Every line with the word "Result" in it should be extracted from the data that follows.

Stored items:
━━━━━━━━

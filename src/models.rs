// ABOUTME: Lenient typed views over WHOOP cycle, recovery, sleep, and workout JSON records
// ABOUTME: Every leaf is optional; absent, null, or mistyped values decode to None
//
// SPDX-License-Identifier: MIT OR Apache-2.0
// Copyright (c) 2025 Pierre Fitness Intelligence

//! # Data Models
//!
//! WHOOP records are partially populated: scores appear only once WHOOP has
//! processed the underlying data, and any individual metric may be `null`.
//! These types decode a record without ever failing. A field that is absent,
//! `null`, or of an unexpected type becomes `None` and is simply omitted by
//! the formatters, never rendered as zero.
//!
//! Numeric leaves are kept as [`serde_json::Number`] so integers and floats
//! render exactly as the API sent them (`60` stays `60`, `12.5` stays `12.5`).

use std::fmt;

use serde::de::DeserializeOwned;
use serde::{Deserialize, Deserializer};
use serde_json::{Number, Value};

/// Decode `T`, mapping any mismatch to `None` instead of an error
fn lenient<'de, D, T>(deserializer: D) -> Result<Option<T>, D::Error>
where
    D: Deserializer<'de>,
    T: DeserializeOwned,
{
    let value = Option::<Value>::deserialize(deserializer)?;
    Ok(value.and_then(|v| serde_json::from_value(v).ok()))
}

/// Processing state of a record's score
#[derive(Debug, Clone, PartialEq, Eq, Deserialize)]
#[serde(rename_all = "SCREAMING_SNAKE_CASE")]
pub enum ScoreState {
    /// Score is available
    Scored,
    /// WHOOP has not finished processing
    PendingScore,
    /// WHOOP could not score the record
    Unscorable,
    /// Any value this server does not know about
    #[serde(other)]
    Unknown,
}

/// A WHOOP record kind that can be decoded from raw JSON
pub trait Record: DeserializeOwned + Default {
    /// Decode a record; anything that is not an object yields an empty record
    fn from_json(value: &Value) -> Self {
        Self::deserialize(value).unwrap_or_default()
    }
}

/// Score lines are only rendered for records in the scored state
fn scored<'a, S>(state: Option<&ScoreState>, score: Option<&'a S>) -> Option<&'a S> {
    match state {
        Some(ScoreState::Scored) => score,
        _ => None,
    }
}

/// Physiological cycle (one day of strain, bounded by sleeps)
#[derive(Debug, Clone, Default, Deserialize)]
pub struct Cycle {
    /// Cycle start (ISO-8601)
    #[serde(default, deserialize_with = "lenient")]
    pub start: Option<String>,
    /// Cycle end; absent or null while the cycle is ongoing
    #[serde(default, deserialize_with = "lenient")]
    pub end: Option<String>,
    /// Score processing state
    #[serde(default, deserialize_with = "lenient")]
    pub score_state: Option<ScoreState>,
    /// Cycle score
    #[serde(default, deserialize_with = "lenient")]
    pub score: Option<CycleScore>,
}

/// Cycle metrics
#[derive(Debug, Clone, Default, Deserialize)]
pub struct CycleScore {
    /// Day strain (0-21)
    #[serde(default, deserialize_with = "lenient")]
    pub strain: Option<Number>,
    /// Energy expenditure in kilojoules
    #[serde(default, deserialize_with = "lenient")]
    pub kilojoule: Option<Number>,
    /// Average heart rate in bpm
    #[serde(default, deserialize_with = "lenient")]
    pub average_heart_rate: Option<Number>,
    /// Maximum heart rate in bpm
    #[serde(default, deserialize_with = "lenient")]
    pub max_heart_rate: Option<Number>,
}

impl Record for Cycle {}

impl Cycle {
    /// Score, if the cycle has been scored
    #[must_use]
    pub fn scored(&self) -> Option<&CycleScore> {
        scored(self.score_state.as_ref(), self.score.as_ref())
    }
}

/// Morning recovery assessment
#[derive(Debug, Clone, Default, Deserialize)]
pub struct Recovery {
    /// When WHOOP created the recovery
    #[serde(default, deserialize_with = "lenient")]
    pub created_at: Option<String>,
    /// Score processing state
    #[serde(default, deserialize_with = "lenient")]
    pub score_state: Option<ScoreState>,
    /// Recovery score
    #[serde(default, deserialize_with = "lenient")]
    pub score: Option<RecoveryScore>,
}

/// Recovery metrics
#[derive(Debug, Clone, Default, Deserialize)]
pub struct RecoveryScore {
    /// Recovery percentage (0-100)
    #[serde(default, deserialize_with = "lenient")]
    pub recovery_score: Option<Number>,
    /// Resting heart rate in bpm
    #[serde(default, deserialize_with = "lenient")]
    pub resting_heart_rate: Option<Number>,
    /// Heart rate variability (RMSSD) in milliseconds
    #[serde(default, deserialize_with = "lenient")]
    pub hrv_rmssd_milli: Option<Number>,
    /// Blood oxygen percentage
    #[serde(default, deserialize_with = "lenient")]
    pub spo2_percentage: Option<Number>,
    /// Skin temperature in Celsius
    #[serde(default, deserialize_with = "lenient")]
    pub skin_temp_celsius: Option<Number>,
}

impl Record for Recovery {}

impl Recovery {
    /// Score, if the recovery has been scored
    #[must_use]
    pub fn scored(&self) -> Option<&RecoveryScore> {
        scored(self.score_state.as_ref(), self.score.as_ref())
    }
}

/// Sleep or nap activity
#[derive(Debug, Clone, Default, Deserialize)]
pub struct Sleep {
    /// Sleep start (ISO-8601)
    #[serde(default, deserialize_with = "lenient")]
    pub start: Option<String>,
    /// Sleep end (ISO-8601)
    #[serde(default, deserialize_with = "lenient")]
    pub end: Option<String>,
    /// Whether this was a nap
    #[serde(default, deserialize_with = "lenient")]
    pub nap: Option<bool>,
    /// Score processing state
    #[serde(default, deserialize_with = "lenient")]
    pub score_state: Option<ScoreState>,
    /// Sleep score
    #[serde(default, deserialize_with = "lenient")]
    pub score: Option<SleepScore>,
}

/// Sleep metrics
#[derive(Debug, Clone, Default, Deserialize)]
pub struct SleepScore {
    /// Sleep performance percentage
    #[serde(default, deserialize_with = "lenient")]
    pub sleep_performance_percentage: Option<Number>,
    /// Sleep efficiency percentage
    #[serde(default, deserialize_with = "lenient")]
    pub sleep_efficiency_percentage: Option<Number>,
    /// Breaths per minute
    #[serde(default, deserialize_with = "lenient")]
    pub respiratory_rate: Option<Number>,
    /// Time spent in each sleep stage
    #[serde(default, deserialize_with = "lenient")]
    pub stage_summary: Option<StageSummary>,
}

/// Sleep stage durations in milliseconds
#[derive(Debug, Clone, Default, Deserialize)]
pub struct StageSummary {
    /// Total time in bed
    #[serde(default, deserialize_with = "lenient")]
    pub total_in_bed_time_milli: Option<Number>,
    /// Time awake
    #[serde(default, deserialize_with = "lenient")]
    pub total_awake_time_milli: Option<Number>,
    /// Light sleep
    #[serde(default, deserialize_with = "lenient")]
    pub total_light_sleep_time_milli: Option<Number>,
    /// Slow-wave (deep) sleep
    #[serde(default, deserialize_with = "lenient")]
    pub total_slow_wave_sleep_time_milli: Option<Number>,
    /// REM sleep
    #[serde(default, deserialize_with = "lenient")]
    pub total_rem_sleep_time_milli: Option<Number>,
}

impl Record for Sleep {}

impl Sleep {
    /// Score, if the sleep has been scored
    #[must_use]
    pub fn scored(&self) -> Option<&SleepScore> {
        scored(self.score_state.as_ref(), self.score.as_ref())
    }

    /// Whether the record is a nap; missing means a regular sleep
    #[must_use]
    pub fn is_nap(&self) -> bool {
        self.nap.unwrap_or(false)
    }
}

/// Sport identifier as sent by the API, either a number or a string
#[derive(Debug, Clone, PartialEq, Eq, Deserialize)]
#[serde(untagged)]
pub enum SportId {
    /// Numeric id such as `44`
    Number(Number),
    /// Textual id such as `"44"`
    Text(String),
}

impl fmt::Display for SportId {
    fn fmt(&self, f: &mut fmt::Formatter<'_>) -> fmt::Result {
        match self {
            Self::Number(n) => write!(f, "{n}"),
            Self::Text(s) => f.write_str(s),
        }
    }
}

/// Workout activity
#[derive(Debug, Clone, Default, Deserialize)]
pub struct Workout {
    /// Sport display name
    #[serde(default, deserialize_with = "lenient")]
    pub sport_name: Option<String>,
    /// Sport identifier, used when no name is present
    #[serde(default, deserialize_with = "lenient")]
    pub sport_id: Option<SportId>,
    /// Workout start (ISO-8601)
    #[serde(default, deserialize_with = "lenient")]
    pub start: Option<String>,
    /// Score processing state
    #[serde(default, deserialize_with = "lenient")]
    pub score_state: Option<ScoreState>,
    /// Workout score
    #[serde(default, deserialize_with = "lenient")]
    pub score: Option<WorkoutScore>,
}

/// Workout metrics
#[derive(Debug, Clone, Default, Deserialize)]
pub struct WorkoutScore {
    /// Workout strain (0-21)
    #[serde(default, deserialize_with = "lenient")]
    pub strain: Option<Number>,
    /// Average heart rate in bpm
    #[serde(default, deserialize_with = "lenient")]
    pub average_heart_rate: Option<Number>,
    /// Maximum heart rate in bpm
    #[serde(default, deserialize_with = "lenient")]
    pub max_heart_rate: Option<Number>,
    /// Energy expenditure in kilojoules
    #[serde(default, deserialize_with = "lenient")]
    pub kilojoule: Option<Number>,
    /// Distance in meters
    #[serde(default, deserialize_with = "lenient")]
    pub distance_meter: Option<Number>,
    /// Altitude gained in meters
    #[serde(default, deserialize_with = "lenient")]
    pub altitude_gain_meter: Option<Number>,
    /// Net altitude change in meters
    #[serde(default, deserialize_with = "lenient")]
    pub altitude_change_meter: Option<Number>,
}

impl Record for Workout {}

impl Workout {
    /// Score, if the workout has been scored
    #[must_use]
    pub fn scored(&self) -> Option<&WorkoutScore> {
        scored(self.score_state.as_ref(), self.score.as_ref())
    }
}

/// Shape of an API response body, determined by structural probing.
///
/// List endpoints return `{ "records": [...], "next_token": ... }`; single
/// resource endpoints return the record itself. Nothing tags the two apart
/// except the presence of a `records` key.
#[derive(Debug, Clone, Copy, PartialEq)]
pub enum ResponseEnvelope<'a> {
    /// Paginated list
    List {
        /// Raw records; empty when `records` is null or not an array
        records: &'a [Value],
        /// A `next_token` key is present (even if null)
        has_more: bool,
    },
    /// Bare record
    Single(&'a Value),
}

impl<'a> ResponseEnvelope<'a> {
    /// Classify a response body
    #[must_use]
    pub fn classify(data: &'a Value) -> Self {
        let Some(object) = data.as_object() else {
            return Self::Single(data);
        };

        match object.get("records") {
            Some(records) => Self::List {
                records: records.as_array().map_or(&[], Vec::as_slice),
                has_more: object.contains_key("next_token"),
            },
            None => Self::Single(data),
        }
    }
}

━━━━━━━━

*Solution for this task*:
fn lenient<'de, D, T>(deserializer: D) -> Result<Option<T>, D::Error>
    fn fmt(&self, f: &mut fmt::Formatter<'_>) -> fmt::Result {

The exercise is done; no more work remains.